The escape was discovered at the Fortress only around six that morning, and it was no
t until ten that anyone dared inform the Prince of the matter. The Duchess had been so well served that despite Fabrizio’s deep sleep, which she took for a dead faint and made the carriage stop three times, she crossed the Po in a boat as the hour of four was striking. There were relays of horses on the left bank which covered another two leagues with great speed, until they were stopped for over an hour for the inspection of passports. The Duchess had every kind of passport for herself and for Fabrizio, but she was quite irrational that day and took it into her head to give ten napoleons to the Austrian police-clerk, and to take his hand as she burst into tears. This clerk, greatly alarmed, began the inspection all over again. They then traveled by post; the Duchess paid so extravagantly that she aroused suspicion everywhere in a country where any stranger is suspect.

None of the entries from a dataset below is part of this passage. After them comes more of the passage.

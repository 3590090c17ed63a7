//! Item set definitions
//!
//! Sets grant bonuses once enough member pieces are equipped together.
//! Thresholds stack: reaching the 3-piece bonus keeps the 2-piece one.

use serde::{Deserialize, Serialize};

use crate::items::stats::StatId;

/// A single stat granted by a set threshold
#[derive(Debug, Clone, Copy, PartialEq, Eq, Serialize, Deserialize)]
pub struct StatBonus {
    pub stat: StatId,
    pub value: i32,
}

/// A set threshold
#[derive(Debug, Clone, PartialEq, Eq, Serialize, Deserialize)]
pub struct SetThreshold {
    /// Pieces needed to activate
    pub pieces_required: u8,
    /// Bonuses granted
    pub bonuses: Vec<StatBonus>,
}

/// An item set
#[derive(Debug, Clone, PartialEq, Eq, Serialize, Deserialize)]
pub struct ItemSet {
    pub id: String,
    pub name: String,
    /// Templates whose drops belong to the set
    pub members: Vec<String>,
    pub thresholds: Vec<SetThreshold>,
}

impl ItemSet {
    /// Thresholds met by a piece count
    pub fn active_thresholds(&self, count: u8) -> impl Iterator<Item = &SetThreshold> {
        self.thresholds.iter().filter(move |t| count >= t.pieces_required)
    }
}

/// Collection of set definitions
#[derive(Debug, Clone, Default, Serialize, Deserialize)]
pub struct SetDefs {
    pub sets: Vec<ItemSet>,
}

impl SetDefs {
    /// Find a set by ID
    pub fn find(&self, id: &str) -> Option<&ItemSet> {
        self.sets.iter().find(|s| s.id == id)
    }

    /// Set a template belongs to, if any
    pub fn set_for_template(&self, template_id: &str) -> Option<&ItemSet> {
        self.sets.iter().find(|s| s.members.iter().any(|m| m == template_id))
    }
}

fn bonus(stat: StatId, value: i32) -> StatBonus {
    StatBonus { stat, value }
}

/// Create default set definitions (hardcoded fallback)
pub fn default_set_defs() -> SetDefs {
    SetDefs {
        sets: vec![
            ItemSet {
                id: "wardens_vigil".to_string(),
                name: "Warden's Vigil".to_string(),
                members: vec![
                    "warden_helm".to_string(),
                    "warden_plate".to_string(),
                    "warden_gauntlets".to_string(),
                ],
                thresholds: vec![
                    SetThreshold {
                        pieces_required: 2,
                        bonuses: vec![bonus(StatId::Armour, 50), bonus(StatId::MaximumLife, 20)],
                    },
                    SetThreshold {
                        pieces_required: 3,
                        bonuses: vec![
                            bonus(StatId::Armour, 100),
                            bonus(StatId::BlockChance, 5),
                            bonus(StatId::FireResistance, 15),
                        ],
                    },
                ],
            },
        ],
    }
}

#[cfg(test)]
mod tests {
    use super::*;

    #[test]
    fn test_active_thresholds_by_count() {
        let defs = default_set_defs();
        let set = defs.find("wardens_vigil").unwrap();
        assert_eq!(set.active_thresholds(1).count(), 0);
        assert_eq!(set.active_thresholds(2).count(), 1);
        assert_eq!(set.active_thresholds(3).count(), 2);
    }

    #[test]
    fn test_set_for_template() {
        let defs = default_set_defs();
        assert_eq!(defs.set_for_template("warden_plate").map(|s| s.id.as_str()), Some("wardens_vigil"));
        assert!(defs.set_for_template("iron_ring").is_none());
    }
}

Ludovic again came to her aid, saying that Signora the Duchess was overcome with grief on account of the protracted fever of young Count Mosca, son of the Prime Minister of Parma, whom she was taking to consult doctors in Pavia.
It was only when they were some ten leagues beyond the Po that the prisoner fully recovered consciousness; he had a dislocated shoulder and a good many scratches and bruises. The Duchess was still behaving so oddly that the innkeeper of the village where they stopped for a meal imagined he was dealing with a Princess of the Imperial House, and proceeded to offer her the honors he believed were her due, when Ludovic told the man that the Princess would surely send him to prison if he undertook to have the church bells rung.
Finally, around six that evening, they reached Piedmontese territory. Here for the first time Fabrizio was in complete safety; he was taken to a tiny village off the main road; his hands were bandaged, and he slept a few hours more.